impl LocalSymbolTable {
    /// A table importing only `system`.
    pub fn new(system: Arc<SharedSymbolTable>) -> LocalSymbolTable {
        LocalSymbolTable::builder().import(system).build()
    }

    /// Builds a table from an explicit import chain.
    ///
    /// Unlike [`from_struct`](Self::from_struct), nothing is imported
    /// implicitly; tables shared out of band are assembled this way.
    pub fn builder() -> LocalSymbolTableBuilder {
        LocalSymbolTableBuilder::default()
    }

    /// Interprets an in-stream `$ion_symbol_table::{imports, symbols}` struct.
    ///
    /// `system` is always the first import. `imports: $ion_symbol_table`
    /// appends to `current` instead. Imports the catalog cannot resolve
    /// reserve their declared `max_id` as unnamed slots, or fail with
    /// `UnresolvedImport` when `strict` is set.
    pub fn from_struct(
        element: &Element,
        catalog: &dyn Catalog,
        system: &Arc<SharedSymbolTable>,
        current: &SymbolTable,
        strict: bool,
    ) -> Result<LocalSymbolTable> {
        let fields = element
            .as_struct()
            .ok_or(IonError::malformed("local symbol table", "expected a struct"))?;

        let mut imports_field = None;
        let mut symbols_field = None;
        for (name, value) in fields {
            let slot = match name.as_text() {
                Some("imports") => &mut imports_field,
                Some("symbols") => &mut symbols_field,
                _ => continue,
            };
            if slot.replace(value).is_some() {
                return Err(IonError::malformed(
                    "local symbol table",
                    "repeated imports or symbols field",
                ));
            }
        }

        let mut table = match imports_field.map(|v| &v.value) {
            Some(Value::Symbol(token)) if token.as_text() == Some(ION_SYMBOL_TABLE) => {
                match current {
                    SymbolTable::Local(local) => local.clone(),
                    _ => LocalSymbolTable::new(Arc::clone(system)),
                }
            }
            Some(Value::List(entries)) => resolve_imports(entries, catalog, system, strict)?.build(),
            _ => LocalSymbolTable::new(Arc::clone(system)),
        };

        if let Some(Value::List(symbols)) = symbols_field.map(|v| &v.value) {
            for symbol in symbols {
                let text = match &symbol.value {
                    Value::String(text) => Some(text.clone()),
                    _ => None,
                };
                table.add_symbol(text);
            }
        }

        Ok(table)
    }

    /// Lowest ID with the given text.
    pub fn find_id(&self, text: &str) -> Option<usize> {
        for import in &self.imports {
            if let Some(id) = import.table.find_id(text) {
                if id <= import.max_id {
                    return Some(import.offset + id);
                }
            }
        }
        self.ids.get(text).copied()
    }

    /// Text of `id`; `None` for ID 0, unnamed slots and IDs above `max_id`.
    pub fn find_text(&self, id: usize) -> Option<&str> {
        if id == 0 {
            return None;
        }
        if id <= self.max_imported_id {
            let import = self.imports.iter().find(|i| id <= i.offset + i.max_id)?;
            return import.table.find_text(id - import.offset);
        }
        self.symbols
            .get(id - self.max_imported_id - 1)
            .and_then(|s| s.as_deref())
    }

    pub fn max_id(&self) -> usize {
        self.max_imported_id + self.symbols.len()
    }

    pub fn max_imported_id(&self) -> usize {
        self.max_imported_id
    }

    pub fn imports(&self) -> &[Import] {
        &self.imports
    }

    /// Local symbols in ID order.
    pub fn local_symbols(&self) -> impl Iterator<Item = Option<&str>> {
        self.symbols.iter().map(|s| s.as_deref())
    }

    /// Appends a local slot and returns its ID.
    pub fn add_symbol(&mut self, text: Option<String>) -> usize {
        let id = self.max_id() + 1;
        if let Some(text) = &text {
            if self.find_id(text).is_none() {
                self.ids.insert(text.clone(), id);
            }
        }
        self.symbols.push(text);
        id
    }

    /// Returns the ID of `text`, appending it as a local symbol if absent.
    pub fn intern(&mut self, text: &str) -> usize {
        match self.find_id(text) {
            Some(id) => id,
            None => self.add_symbol(Some(text.to_string())),
        }
    }

    /// The `$ion_symbol_table` struct that recreates this table, assuming the
    /// system table is imported implicitly.
    pub fn to_element(&self) -> Element {
        let imports: Vec<Element> = self
            .imports
            .iter()
            .filter(|i| i.name() != ION)
            .map(|i| {
                Element::from_fields([
                    ("name", Element::from(i.name())),
                    ("version", Element::from(i64::from(i.version()))),
                    ("max_id", Element::from(i.max_id() as i64)),
                ])
            })
            .collect();

        let mut fields = Vec::with_capacity(2);
        if !imports.is_empty() {
            fields.push(("imports", Element::list(imports)));
        }
        if !self.symbols.is_empty() {
            let symbols = self.symbols.iter().map(|s| match s {
                Some(text) => Element::from(text.as_str()),
                None => Element::null(IonType::Null),
            });
            fields.push(("symbols", Element::list(symbols)));
        }
        Element::from_fields(fields).with_annotations([ION_SYMBOL_TABLE])
    }
}

fn resolve_imports(
    entries: &[Element],
    catalog: &dyn Catalog,
    system: &Arc<SharedSymbolTable>,
    strict: bool,
) -> Result<LocalSymbolTableBuilder> {
    let mut builder = LocalSymbolTable::builder().import(Arc::clone(system));

    for entry in entries {
        let name = match entry.get("name").map(|n| &n.value) {
            Some(Value::String(name)) if !name.is_empty() && name != ION => name.as_str(),
            _ => continue,
        };
        let version = entry
            .get("version")
            .and_then(Element::as_i64)
            .and_then(|v| u32::try_from(v).ok())
            .filter(|v| *v >= 1)
            .unwrap_or(1);
        let max_id = entry
            .get("max_id")
            .and_then(Element::as_i64)
            .and_then(|v| usize::try_from(v).ok());

        match catalog.resolve(name, version, max_id) {
            Some(table) => {
                if table.version() != version {
                    let Some(max_id) = max_id else {
                        return Err(IonError::malformed(
                            "symbol table import",
                            "inexact catalog match requires max_id",
                        ));
                    };
                    warn!(
                        table = name,
                        requested = version,
                        found = table.version(),
                        max_id,
                        "using inexact shared symbol table match"
                    );
                }
                let max_id = max_id.unwrap_or(table.max_id());
                builder = builder.import_with_max_id(table, max_id);
            }
            None => {
                if strict {
                    return Err(IonError::UnresolvedImport {
                        name: name.to_string(),
                        version,
                    });
                }
                let Some(max_id) = max_id else {
                    return Err(IonError::malformed(
                        "symbol table import",
                        "unresolved import requires max_id",
                    ));
                };
                warn!(
                    table = name,
                    version,
                    max_id,
                    "shared symbol table not in catalog; its symbols have unknown text"
                );
                builder = builder.unresolved_import(name, version, max_id);
            }
        }
    }

    Ok(builder)
}

/// Builder for [`LocalSymbolTable`].
#[derive(Debug, Clone, Default)]
pub struct LocalSymbolTableBuilder {
    imports: Vec<Import>,
    max_imported_id: usize,
    symbols: Vec<Option<String>>,
}

impl LocalSymbolTableBuilder {
    /// Imports every symbol of `table`.
    pub fn import(self, table: Arc<SharedSymbolTable>) -> Self {
        let max_id = table.max_id();
        self.push_import(table, max_id, true)
    }

    /// Imports the first `max_id` IDs of `table` (unnamed beyond its end).
    pub fn import_with_max_id(self, table: Arc<SharedSymbolTable>, max_id: usize) -> Self {
        self.push_import(table, max_id, true)
    }

    /// Reserves `max_id` unnamed IDs for a table that is not available.
    pub fn unresolved_import(self, name: &str, version: u32, max_id: usize) -> Self {
        let placeholder = Arc::new(SharedSymbolTable::placeholder(name, version, max_id));
        self.push_import(placeholder, max_id, false)
    }

    /// Appends a local symbol.
    pub fn symbol(mut self, text: impl Into<String>) -> Self {
        self.symbols.push(Some(text.into()));
        self
    }

    /// Appends an unnamed local slot.
    pub fn unnamed_symbol(mut self) -> Self {
        self.symbols.push(None);
        self
    }

    fn push_import(mut self, table: Arc<SharedSymbolTable>, max_id: usize, resolved: bool) -> Self {
        self.imports.push(Import {
            table,
            offset: self.max_imported_id,
            max_id,
            resolved,
        });
        self.max_imported_id += max_id;
        self
    }

    pub fn build(self) -> LocalSymbolTable {
        let mut table = LocalSymbolTable {
            imports: self.imports,
            max_imported_id: self.max_imported_id,
            symbols: Vec::with_capacity(self.symbols.len()),
            ids: FxHashMap::default(),
        };
        for symbol in self.symbols {
            table.add_symbol(symbol);
        }
        table
    }
}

___

→ **Directions**:
Your answer must consist of every line in the listing that contains "entries".

→ **Result of this exercise**:
            Some(Value::List(entries)) => resolve_imports(entries, catalog, system, strict)?.build(),
    entries: &[Element],
    for entry in entries {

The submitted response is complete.